According to the National Institute for Occupational Safety and Health in the United States, this product will be able to filter at least 95% of airborne particles. It will be ideal for the public to use the correct and certified disposable respirators.

However, we must be aware of the constraints of wearing them. In view of the numerous challenges and the practicality of using respirators, especially in our hot climate, occupational medicine experts have always advocated the use of personal protective equipment such as respirators as the last resort in their hierarchy of control of hazards.

Respirators have their do’s and don’ts that many are oblivious to. They should be worn properly. They should cover both the nose and mouth completely to prevent the inhalation of particles.

The respirators should be changed frequently when they become soiled or moist with vapour. One should not allow the respirator to hang or dangle around the neck, nor be folded and placed in the pocket for later reuse.

Respirators are items that should not be shared.

Men with beards may not be suitable candidates for respirator use as the seal between the beard and respirator will be compromised and minute particles will be able to go through. As respirators are not made to be used by children, it will not fit them properly.

People who suffer from long term heart or lung diseases, pregnant ladies in the second and third trimester or those with medical conditions that predispose to breathing difficulties should check with their healthcare professionals before using an N95 respirator.

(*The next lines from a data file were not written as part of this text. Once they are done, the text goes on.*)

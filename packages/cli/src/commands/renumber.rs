use super::{describe, load};
use crate::config::Config;
use anyhow::Result;
use clap::Args;
use colored::Colorize;
use scriptory_document::DocumentStore;
use scriptory_editor::{Editor, EditorConfig};
use std::sync::Arc;

#[derive(Args, Debug)]
pub struct RenumberArgs {
    /// Document id
    pub document: String,

    /// Report what would change without saving
    #[arg(long)]
    pub dry_run: bool,
}

pub fn renumber(args: RenumberArgs, cwd: &str) -> Result<()> {
    let config = Config::load(cwd)?;
    let registry = Arc::new(config.registry(cwd)?);
    let (mut store, document) = load(&config, cwd, &args.document)?;

    let mut editor = Editor::with_config(
        document,
        registry,
        EditorConfig {
            auto_layout: false,
            ..EditorConfig::default()
        },
    );
    let result = editor.renumber()?;

    if result.touched.is_empty() {
        println!("{} {} is already numbered correctly", "✓".green(), args.document);
        return Ok(());
    }

    for event in &result.events {
        println!("  {} {}", "•".bright_blue(), describe(event));
    }
    println!(
        "  {} {} block(s) updated",
        "✓".green(),
        result.touched.len()
    );

    if args.dry_run {
        println!("{}", "Dry run, nothing saved".dimmed());
    } else {
        store.save(editor.document())?;
        println!("{} Saved {}", "✅".green(), args.document.bright_white());
    }

    Ok(())
}

#[cfg(test)]
mod tests {
    use super::*;
    use scriptory_document::{Document, DocumentId, Numbering, Run};
    use scriptory_templates::{BlockKind, DocumentType};

    fn numbers(config: &Config, cwd: &str) -> Vec<Option<String>> {
        let document = config.store(cwd).load(&DocumentId::new("draft")).unwrap();
        document
            .tree
            .to_blocks()
            .into_iter()
            .filter(|block| block.kind == BlockKind::SceneHeading)
            .map(|block| block.numbering.map(|n| n.label.to_string()))
            .collect()
    }

    #[test]
    fn test_renumber_saves_unless_dry_run() {
        let dir = tempfile::tempdir().unwrap();
        let cwd = dir.path().to_str().unwrap();
        let config = Config::default();

        let mut document = Document::new(DocumentId::new("draft"), DocumentType::Screenplay);
        let root = document.root();
        for (text, number) in [("INT. ONE", 4), ("INT. TWO", 9)] {
            let id = document
                .tree
                .insert_block(root, usize::MAX, BlockKind::SceneHeading, vec![Run::plain(text)])
                .unwrap();
            document.tree.set_numbering(id, Some(Numbering::free(number))).unwrap();
        }
        config.store(cwd).save(&document).unwrap();

        renumber(
            RenumberArgs {
                document: "draft".to_string(),
                dry_run: true,
            },
            cwd,
        )
        .unwrap();
        assert_eq!(
            numbers(&config, cwd),
            vec![Some("4".to_string()), Some("9".to_string())]
        );

        renumber(
            RenumberArgs {
                document: "draft".to_string(),
                dry_run: false,
            },
            cwd,
        )
        .unwrap();
        assert_eq!(
            numbers(&config, cwd),
            vec![Some("1".to_string()), Some("2".to_string())]
        );
    }
}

Using an N95 respirator can require more effort to breath. Some models have respirators with exhalation valves. These valves can make breathing out easier and help reduce heat or moisture build-up, especially in our climate.

Employees who are required to work outdoors will have to undergo formal training on how to use N95 respirators. The onus to conduct the training will fall under the responsibility of the employers as they are obliged, under the Occupational Safety and Health Act 1994, to provide a safe and healthy workplace.

OSHA in the United States advises that all respirators should be properly fit-tested using a quantitative or qualitative fit test. In addition to fit-testing, fit-checking procedures should be followed by the user each time the respirator is worn.

This is an important step, especially for employees who are working outdoors for prolonged periods.

It is heartening to note that the Government has made face masks a controlled item under the Price Control and Anti-Profiteering Act 2011 and the Supply Control Act 1961. Under such laws, vendors will be liable for punishment if the masks are sold over the maximum fixed price.


Dr G Jayakumar is an occupational physician with the Perdana University Graduate School Of Medicine, Perdana University.